As reported in many studies, the highest concentration of the treponemal DNA is present in swabs taken from the primary chancre, followed by blood-derived samples, cerebrospinal fluid and others (Peng et al., 2011; Pinto et al., 2017). For example, the swabs taken from primary chancre represent the samples with the highest concentration of treponemal DNA and are the most suitable candidates for MLST. However, MLST profiles revealed from parallel samples taken from the same patient (e.g., primary chancer swab and whole blood) are also important with respect to the stability of the used typing loci. For instance, the typing loci used in the enhanced CDC-typing (based on restriction fragment length polymorphism analyses of the tprEGJ genes and a number of repeats in the arp gene (Marra et al., 2010) were identified to be genetically unstable (Mikalová et al., 2013). This genetic instability was shown by revealing the different subtypes in samples isolated from swab and whole blood, both taken from the same patient. Loci selected for MLST (TP0136, TP0548 and TP0705) are considered to be genetically stable, showing the same allelic profiles in parallel samples as well as in samples collected from different rabbit passages (Grillová et al., 2018a).

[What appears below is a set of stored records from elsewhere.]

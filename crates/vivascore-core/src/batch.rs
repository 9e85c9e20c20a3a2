//! Batch evaluation of an answer set.
//!
//! Evaluates every answer of an [`AnswerSet`] against the rubrics of a
//! [`QuestionBank`] with bounded parallelism, fetching audio features from an
//! optional [`AudioFeatureSource`].

use std::sync::Arc;
use std::time::{Duration, Instant};

use anyhow::Result;
use futures::stream::{FuturesUnordered, StreamExt};
use tokio::sync::Semaphore;
use uuid::Uuid;

use crate::engine::{fetch_features, Evaluator};
use crate::model::{Answer, AnswerSet, QuestionBank};
use crate::report::{AnswerRecord, BankSummary, BatchReport};
use crate::statistics::compute_batch_stats;
use crate::traits::{AudioFeatureSource, FeatureRequest};

/// Configuration for the batch runner.
#[derive(Debug, Clone)]
pub struct BatchConfig {
    /// Maximum answers evaluated at once.
    pub parallelism: usize,
    /// Deadline for each audio feature request.
    pub audio_timeout: Duration,
}

impl Default for BatchConfig {
    fn default() -> Self {
        Self {
            parallelism: 4,
            audio_timeout: Duration::from_secs(5),
        }
    }
}

/// Progress reporting trait.
pub trait ProgressReporter: Send + Sync {
    fn on_answer_start(&self, answer_id: &str, question_id: u32);
    fn on_answer_complete(&self, record: &AnswerRecord);
    fn on_answer_error(&self, answer_id: &str, error: &str);
    fn on_batch_complete(&self, total: usize, completed: usize, degraded: usize, elapsed: Duration);
}

/// No-op progress reporter.
pub struct NoopReporter;

impl ProgressReporter for NoopReporter {
    fn on_answer_start(&self, _: &str, _: u32) {}
    fn on_answer_complete(&self, _: &AnswerRecord) {}
    fn on_answer_error(&self, _: &str, _: &str) {}
    fn on_batch_complete(&self, _: usize, _: usize, _: usize, _: Duration) {}
}

/// Runs an [`Evaluator`] over whole answer sets.
pub struct BatchRunner {
    evaluator: Arc<Evaluator>,
    source: Option<Arc<dyn AudioFeatureSource>>,
    config: BatchConfig,
}

impl BatchRunner {
    pub fn new(evaluator: Arc<Evaluator>, config: BatchConfig) -> Self {
        Self {
            evaluator,
            source: None,
            config,
        }
    }

    /// Fetch audio for answers without inline features from `source`.
    pub fn with_source(mut self, source: Arc<dyn AudioFeatureSource>) -> Self {
        self.source = Some(source);
        self
    }

    /// Evaluate every answer in `answers`. Records keep answer-set order.
    pub async fn run(
        &self,
        answers: &AnswerSet,
        bank: &QuestionBank,
        progress: &dyn ProgressReporter,
    ) -> Result<BatchReport> {
        let start = Instant::now();
        let semaphore = Arc::new(Semaphore::new(self.config.parallelism.max(1)));

        let mut futures = FuturesUnordered::new();

        for (index, answer) in answers.answers.iter().enumerate() {
            let rubric = bank.rubric(answer.question_id).cloned();
            if rubric.is_none() {
                tracing::warn!(
                    answer = %answer.id,
                    "question {} not in bank '{}', scoring without a rubric",
                    answer.question_id,
                    bank.id
                );
            }

            let evaluator = Arc::clone(&self.evaluator);
            let source = self.source.clone();
            let semaphore = Arc::clone(&semaphore);
            let answer = answer.clone();
            let audio_timeout = self.config.audio_timeout;

            progress.on_answer_start(&answer.id, answer.question_id);

            futures.push(async move {
                let answer_id = answer.id.clone();
                let inner = async move {
                    let _permit = semaphore
                        .acquire_owned()
                        .await
                        .map_err(|_| anyhow::anyhow!("semaphore closed"))?;

                    let audio = match (&answer.audio, &source) {
                        (Some(inline), _) => Some(inline.clone()),
                        (None, Some(source)) => Some(
                            fetch_features(source.as_ref(), &feature_request(&answer), audio_timeout)
                                .await,
                        ),
                        (None, None) => None,
                    };

                    let Answer {
                        id,
                        question_id,
                        transcript,
                        ..
                    } = answer;
                    let evaluation = tokio::task::spawn_blocking(move || {
                        evaluator.evaluate(&transcript, rubric.as_ref(), audio.as_ref())
                    })
                    .await?;

                    Ok::<_, anyhow::Error>(AnswerRecord {
                        answer_id: id,
                        question_id,
                        evaluation,
                    })
                };
                (index, answer_id, inner.await)
            });
        }

        let total = futures.len();
        let mut records = Vec::with_capacity(total);
        let mut degraded = 0usize;

        while let Some((index, answer_id, result)) = futures.next().await {
            match result {
                Ok(record) => {
                    if record.evaluation.is_degraded() {
                        degraded += 1;
                    }
                    progress.on_answer_complete(&record);
                    records.push((index, record));
                }
                Err(e) => {
                    tracing::error!("evaluation task failed for {answer_id}: {e:#}");
                    progress.on_answer_error(&answer_id, &e.to_string());
                }
            }
        }

        let elapsed = start.elapsed();
        progress.on_batch_complete(total, records.len(), degraded, elapsed);

        records.sort_by_key(|(index, _)| *index);
        let records: Vec<AnswerRecord> = records.into_iter().map(|(_, r)| r).collect();
        let stats = compute_batch_stats(&records);

        Ok(BatchReport {
            id: Uuid::new_v4(),
            created_at: chrono::Utc::now(),
            session: answers.session.clone(),
            bank: BankSummary::from(bank),
            records,
            stats,
            duration_ms: elapsed.as_millis() as u64,
        })
    }
}

fn feature_request(answer: &Answer) -> FeatureRequest {
    let request = FeatureRequest::new(&answer.id);
    match &answer.audio_path {
        Some(path) => request.with_path(path),
        None => request,
    }
}

#[cfg(test)]
mod tests {
    use super::*;
    use std::sync::atomic::{AtomicUsize, Ordering};
    use std::sync::Mutex;

    use async_trait::async_trait;

    use crate::model::{AudioFeatures, Difficulty, Question, Rubric, Session};

    fn bank() -> QuestionBank {
        QuestionBank {
            id: "ds".into(),
            name: "Data Structures".into(),
            description: String::new(),
            questions: vec![Question {
                id: 1,
                question: "How does a hash map work?".into(),
                category: "Data Structures".into(),
                difficulty: Difficulty::Medium,
                rubric: Rubric {
                    must_have_concepts: vec!["hash function".into(), "bucket".into()],
                    ..Default::default()
                },
            }],
        }
    }

    fn answer(id: &str, question_id: u32, audio: Option<AudioFeatures>) -> Answer {
        Answer {
            id: id.into(),
            question_id,
            transcript: "A hash map is a table. It works by running a hash function to \
                         pick a bucket. For example, a phone book. In summary, it is fast."
                .into(),
            audio,
            audio_path: None,
        }
    }

    fn answer_set(answers: Vec<Answer>) -> AnswerSet {
        AnswerSet {
            session: Session {
                id: "s1".into(),
                candidate: Some("Sam".into()),
            },
            answers,
        }
    }

    #[derive(Default)]
    struct CountingSource {
        calls: AtomicUsize,
    }

    #[async_trait]
    impl AudioFeatureSource for CountingSource {
        fn name(&self) -> &str {
            "counting"
        }

        async fn features(&self, _: &FeatureRequest) -> anyhow::Result<AudioFeatures> {
            self.calls.fetch_add(1, Ordering::SeqCst);
            Ok(AudioFeatures {
                long_pauses: Some(5),
                ..Default::default()
            })
        }
    }

    #[derive(Default)]
    struct RecordingReporter {
        completed: Mutex<Vec<String>>,
        summary: Mutex<Option<(usize, usize, usize)>>,
    }

    impl ProgressReporter for RecordingReporter {
        fn on_answer_start(&self, _: &str, _: u32) {}
        fn on_answer_complete(&self, record: &AnswerRecord) {
            self.completed.lock().unwrap().push(record.answer_id.clone());
        }
        fn on_answer_error(&self, _: &str, _: &str) {}
        fn on_batch_complete(&self, total: usize, completed: usize, degraded: usize, _: Duration) {
            *self.summary.lock().unwrap() = Some((total, completed, degraded));
        }
    }

    #[tokio::test]
    async fn evaluates_every_answer_in_order() {
        let runner = BatchRunner::new(
            Arc::new(Evaluator::default()),
            BatchConfig {
                parallelism: 2,
                ..Default::default()
            },
        );
        let set = answer_set(vec![
            answer("a1", 1, None),
            answer("a2", 1, None),
            answer("a3", 1, None),
        ]);
        let reporter = RecordingReporter::default();

        let report = runner.run(&set, &bank(), &reporter).await.unwrap();
        let ids: Vec<&str> = report.records.iter().map(|r| r.answer_id.as_str()).collect();
        assert_eq!(ids, vec!["a1", "a2", "a3"]);
        assert_eq!(report.stats.answers, 3);
        assert_eq!(report.bank.question_count, 1);
        assert_eq!(reporter.completed.lock().unwrap().len(), 3);
        assert_eq!(*reporter.summary.lock().unwrap(), Some((3, 3, 0)));

        let technical = &report.records[0].evaluation.result().technical;
        assert!(technical.metrics.missing_concepts.is_empty());
    }

    #[tokio::test]
    async fn inline_audio_takes_priority_over_source() {
        let source = Arc::new(CountingSource::default());
        let runner = BatchRunner::new(Arc::new(Evaluator::default()), BatchConfig::default())
            .with_source(source.clone());
        let inline = AudioFeatures {
            speaking_rate: Some(140.0),
            ..Default::default()
        };
        let set = answer_set(vec![answer("a1", 1, Some(inline)), answer("a2", 1, None)]);

        let report = runner.run(&set, &bank(), &NoopReporter).await.unwrap();
        assert_eq!(source.calls.load(Ordering::SeqCst), 1);

        let voice = |i: usize| {
            report.records[i]
                .evaluation
                .result()
                .confidence
                .metrics
                .voice_metrics
                .clone()
        };
        assert_eq!(voice(0).and_then(|v| v.speaking_rate), Some(140.0));
        assert_eq!(voice(1).and_then(|v| v.long_pauses), Some(5));
    }

    #[tokio::test]
    async fn unknown_question_scores_without_rubric() {
        let runner = BatchRunner::new(Arc::new(Evaluator::default()), BatchConfig::default());
        let set = answer_set(vec![answer("a1", 42, None)]);

        let report = runner.run(&set, &bank(), &NoopReporter).await.unwrap();
        let technical = &report.records[0].evaluation.result().technical;
        assert_eq!(technical.metrics.mode, crate::model::TechnicalMode::Keyword);
    }

    #[tokio::test]
    async fn empty_answer_set() {
        let runner = BatchRunner::new(Arc::new(Evaluator::default()), BatchConfig::default());
        let report = runner
            .run(&answer_set(vec![]), &bank(), &NoopReporter)
            .await
            .unwrap();
        assert!(report.records.is_empty());
        assert_eq!(report.stats.answers, 0);
    }
}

Another important factor to obtain high-quality DNA is the time between sampling of patients and the DNA isolation. This time period should be as short as possible. If immediate DNA isolation is not possible, the swab extracts (PBS) should be stored at −20 °C. The swab extracts should be centrifuged at the lowest possible speed for 10 min and the supernatant should be used for the subsequent isolation of DNA. Even though it is time consuming, nested PCR should be used for target loci amplification to achieve the highest amplification efficiency. Moreover, we recommend looking for the presence or absence of A2058G and A2059G mutations in 23S rDNA, which encodes the macrolide resistance (Grillová et al., 2018a).

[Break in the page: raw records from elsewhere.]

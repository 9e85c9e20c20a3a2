//! HTML report generator.
//!
//! Produces a self-contained HTML file with all CSS/JS inlined.

use anyhow::Result;
use std::path::Path;

use vivascore_core::report::BatchReport;
use vivascore_core::statistics::ScoreSummary;

/// Escape a string for safe HTML insertion.
pub(crate) fn html_escape(s: &str) -> String {
    s.replace('&', "&amp;")
        .replace('<', "&lt;")
        .replace('>', "&gt;")
        .replace('"', "&quot;")
        .replace('\'', "&#x27;")
}

/// Generate an HTML report from a batch report.
pub fn generate_html(report: &BatchReport) -> String {
    let mut html = String::new();

    html.push_str("<!DOCTYPE html>\n<html lang=\"en\">\n<head>\n");
    html.push_str("<meta charset=\"utf-8\">\n");
    html.push_str("<meta name=\"viewport\" content=\"width=device-width, initial-scale=1\">\n");
    html.push_str(&format!(
        "<title>vivascore report: {}</title>\n",
        html_escape(&report.bank.name)
    ));
    html.push_str("<style>\n");
    html.push_str(CSS);
    html.push_str("</style>\n");
    html.push_str("</head>\n<body>\n");

    // Header
    html.push_str("<header>\n");
    html.push_str("<h1>vivascore report</h1>\n");
    let candidate = report
        .session
        .candidate
        .as_deref()
        .map(|c| format!(" | Candidate: <strong>{}</strong>", html_escape(c)))
        .unwrap_or_default();
    html.push_str(&format!(
        "<p class=\"meta\">Session: <strong>{}</strong>{} | Bank: <strong>{}</strong> | {} answers | {}</p>\n",
        html_escape(&report.session.id),
        candidate,
        html_escape(&report.bank.name),
        report.records.len(),
        report.created_at.format("%Y-%m-%d %H:%M:%S UTC")
    ));
    html.push_str("</header>\n");

    // Summary dashboard
    let stats = &report.stats;
    html.push_str("<section class=\"dashboard\">\n");
    html.push_str("<h2>Summary</h2>\n");
    if stats.degraded > 0 {
        html.push_str(&format!(
            "<p class=\"warning\">{} of {} answers could not be fully evaluated and are excluded from the averages.</p>\n",
            stats.degraded, stats.answers
        ));
    }

    let dimensions = dimension_rows(report);
    html.push_str("<table class=\"summary\">\n");
    html.push_str("<thead><tr><th>Dimension</th><th>Mean</th><th>Min</th><th>Max</th></tr></thead>\n");
    html.push_str("<tbody>\n");
    for (name, summary, _) in &dimensions {
        html.push_str(&format!(
            "<tr><td>{}</td><td>{:.1}</td><td>{:.1}</td><td>{:.1}</td></tr>\n",
            name, summary.mean, summary.min, summary.max
        ));
    }
    html.push_str("</tbody></table>\n");

    if stats.answers > stats.degraded {
        html.push_str(&generate_bar_chart(&dimensions));
    }

    if !stats.logical_flow.is_empty() {
        html.push_str("<h3>Answer structure</h3>\n<ul class=\"distribution\">\n");
        for (label, count) in &stats.logical_flow {
            html.push_str(&format!(
                "<li>{}: {}</li>\n",
                html_escape(&label.replace('_', " ")),
                count
            ));
        }
        html.push_str("</ul>\n");
    }

    html.push_str("</section>\n");

    // Per-answer results
    html.push_str("<section class=\"results\">\n");
    html.push_str("<h2>Answers</h2>\n");
    html.push_str("<table class=\"results-table\" id=\"results\">\n");
    html.push_str("<thead><tr><th onclick=\"sortTable(0)\">Answer</th><th onclick=\"sortTable(1)\">Question</th><th onclick=\"sortTable(2)\">Overall</th><th onclick=\"sortTable(3)\">Clarity</th><th onclick=\"sortTable(4)\">Confidence</th><th onclick=\"sortTable(5)\">Technical</th><th onclick=\"sortTable(6)\">Structure</th><th onclick=\"sortTable(7)\">Coverage</th></tr></thead>\n");
    html.push_str("<tbody>\n");

    for r in &report.records {
        let e = r.evaluation.result();
        let row_class = if r.evaluation.is_degraded() {
            "degraded"
        } else {
            score_class(e.overall_score)
        };
        html.push_str(&format!(
            "<tr class=\"{}\"><td>{}</td><td>{}</td><td>{:.1}</td><td>{:.1}</td><td>{:.1}</td><td>{:.1}</td><td>{:.1}</td><td>{:.1}%</td></tr>\n",
            row_class,
            html_escape(&r.answer_id),
            r.question_id,
            e.overall_score,
            e.clarity.score,
            e.confidence.score,
            e.technical.score,
            e.structure.structure_score,
            e.coverage.coverage_percentage,
        ));
    }

    html.push_str("</tbody></table>\n");
    html.push_str("</section>\n");

    // Suggestions
    html.push_str("<section class=\"feedback\">\n");
    html.push_str("<h2>Feedback</h2>\n");
    for r in &report.records {
        let e = r.evaluation.result();
        html.push_str(&format!(
            "<details>\n<summary>{} (question {}): {:.1}/10</summary>\n",
            html_escape(&r.answer_id),
            r.question_id,
            e.overall_score
        ));
        if let Some(reason) = r.evaluation.degraded_reason() {
            html.push_str(&format!(
                "<p class=\"warning\">Evaluation degraded: {}</p>\n",
                html_escape(reason)
            ));
        }
        let strengths: Vec<&String> = e
            .clarity
            .strengths
            .iter()
            .chain(&e.confidence.strengths)
            .chain(&e.technical.strengths)
            .collect();
        if !strengths.is_empty() {
            html.push_str("<h4>Strengths</h4>\n<ul>\n");
            for s in strengths {
                html.push_str(&format!("<li>{}</li>\n", html_escape(s)));
            }
            html.push_str("</ul>\n");
        }
        if !e.suggestions.is_empty() {
            html.push_str("<h4>Suggestions</h4>\n<ol>\n");
            for s in &e.suggestions {
                html.push_str(&format!("<li>{}</li>\n", html_escape(s)));
            }
            html.push_str("</ol>\n");
        }
        html.push_str("</details>\n");
    }
    html.push_str("</section>\n");

    // Raw JSON
    html.push_str("<section class=\"raw-data\">\n");
    html.push_str("<details>\n<summary>Raw JSON Data</summary>\n");
    html.push_str("<pre><code>");
    html.push_str(&html_escape(
        &serde_json::to_string_pretty(report).unwrap_or_default(),
    ));
    html.push_str("</code></pre>\n");
    html.push_str("</details>\n</section>\n");

    // JavaScript for sorting
    html.push_str("<script>\n");
    html.push_str(JS);
    html.push_str("</script>\n");

    html.push_str("</body>\n</html>");
    html
}

/// Write an HTML report to a file.
pub fn write_html_report(report: &BatchReport, path: &Path) -> Result<()> {
    let html = generate_html(report);
    if let Some(parent) = path.parent() {
        std::fs::create_dir_all(parent)?;
    }
    std::fs::write(path, html)?;
    Ok(())
}

/// (label, summary, mean on a 0..=10 scale)
fn dimension_rows(report: &BatchReport) -> Vec<(&'static str, ScoreSummary, f64)> {
    let s = &report.stats;
    vec![
        ("Overall", s.overall, s.overall.mean),
        ("Technical", s.technical, s.technical.mean),
        ("Clarity", s.clarity, s.clarity.mean),
        ("Confidence", s.confidence, s.confidence.mean),
        ("Structure", s.structure, s.structure.mean),
        ("Coverage %", s.coverage, s.coverage.mean / 10.0),
    ]
}

fn score_class(score: f64) -> &'static str {
    if score >= 7.0 {
        "pass"
    } else if score >= 5.0 {
        "warn"
    } else {
        "fail"
    }
}

fn generate_bar_chart(dimensions: &[(&'static str, ScoreSummary, f64)]) -> String {
    let bar_height = 30;
    let max_width = 400;
    let padding = 10;
    let label_width = 140;

    let total_height = dimensions.len() * (bar_height + padding) + padding;

    let mut svg = format!(
        "<svg width=\"{}\" height=\"{}\" xmlns=\"http://www.w3.org/2000/svg\">\n",
        label_width + max_width + 60,
        total_height
    );

    for (i, (label, _, score)) in dimensions.iter().enumerate() {
        let y = i * (bar_height + padding) + padding;
        let width = (score.clamp(0.0, 10.0) / 10.0 * max_width as f64) as usize;

        let color = if *score >= 7.0 {
            "#22c55e"
        } else if *score >= 5.0 {
            "#eab308"
        } else {
            "#ef4444"
        };

        svg.push_str(&format!(
            "  <text x=\"{}\" y=\"{}\" font-size=\"14\" fill=\"currentColor\" text-anchor=\"end\" dominant-baseline=\"middle\">{}</text>\n",
            label_width - 10,
            y + bar_height / 2,
            html_escape(label)
        ));
        svg.push_str(&format!(
            "  <rect x=\"{}\" y=\"{}\" width=\"{}\" height=\"{}\" fill=\"{}\" rx=\"4\"/>\n",
            label_width, y, width, bar_height, color
        ));
        svg.push_str(&format!(
            "  <text x=\"{}\" y=\"{}\" font-size=\"12\" fill=\"currentColor\" dominant-baseline=\"middle\">{:.1}</text>\n",
            label_width + width + 8,
            y + bar_height / 2,
            score
        ));
    }

    svg.push_str("</svg>\n");
    svg
}

const CSS: &str = r#"
:root { --bg: #fff; --fg: #1a1a1a; --border: #e5e7eb; --pass: #dcfce7; --warn: #fef9c3; --fail: #fde2e2; --degraded: #e5e7eb; }
@media (prefers-color-scheme: dark) {
  :root { --bg: #111827; --fg: #f9fafb; --border: #374151; --pass: #064e3b; --warn: #713f12; --fail: #7f1d1d; --degraded: #374151; }
}
body { font-family: -apple-system, BlinkMacSystemFont, 'Segoe UI', sans-serif; margin: 0; padding: 2rem; background: var(--bg); color: var(--fg); }
h1, h2 { margin-top: 2rem; }
.meta { color: #6b7280; }
.warning { color: #b45309; }
table { border-collapse: collapse; width: 100%; margin: 1rem 0; }
th, td { border: 1px solid var(--border); padding: 0.5rem 1rem; text-align: left; }
th { background: var(--border); cursor: pointer; }
.pass { background: var(--pass); }
.warn { background: var(--warn); }
.fail { background: var(--fail); }
.degraded { background: var(--degraded); font-style: italic; }
pre { overflow-x: auto; padding: 1rem; background: var(--border); border-radius: 8px; }
code { font-family: 'JetBrains Mono', 'Fira Code', monospace; font-size: 0.85rem; }
details { margin: 1rem 0; }
summary { cursor: pointer; font-weight: bold; }
svg { margin: 1rem 0; }
"#;

const JS: &str = r#"
function sortTable(col) {
  const table = document.getElementById('results');
  const tbody = table.querySelector('tbody');
  const rows = Array.from(tbody.querySelectorAll('tr'));
  const asc = table.dataset.sortCol == col && table.dataset.sortDir == 'asc' ? false : true;
  rows.sort((a, b) => {
    const va = a.cells[col].textContent;
    const vb = b.cells[col].textContent;
    const na = parseFloat(va), nb = parseFloat(vb);
    const cmp = isNaN(na) || isNaN(nb) ? va.localeCompare(vb) : na - nb;
    return asc ? cmp : -cmp;
  });
  table.dataset.sortCol = col;
  table.dataset.sortDir = asc ? 'asc' : 'desc';
  rows.forEach(r => tbody.appendChild(r));
}
"#;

Most of T. p. pallidum strains analyzed to date from experimentally infected rabbits belong to the Nichols-like group, while most clinical T. p. pallidum isolates obtained directly from patients belong to the SS14-like group (Šmajs et al., 2016). We encourage researchers and public health communities to use MLST, which is able to distinguish these two clonal complexes. Moreover, we recommend submitting the sequencing data to PubMLST along with the metadata (including data from the serological tests). The expansion of the sample set in the PubMLST with syphilis isolates from different geographical areas can lead to a better understanding of the epidemiology of the two genetically distinct groups of syphilis treponemes.
Here, we present the PubMLST BIGSdb database of T. p. pallidum, which represents the first publicly available data storage of T. p. pallidum sequences connected to metadata of patients. The database identifies specific regions of uploaded sequencing data and their genetic variation in order to reveal the sequencing types of T. p. pallidum isolates based on the newly developed MLST (Grillová et al., 2018a). We hope that this tool will open new opportunities in epidemiology of syphilis thereby allowing studies of sequencing types in different locations, tracking of syphilis infections and finding the association of particular strains with specific groups of patients. All these data should improve our understanding of syphilis epidemiology.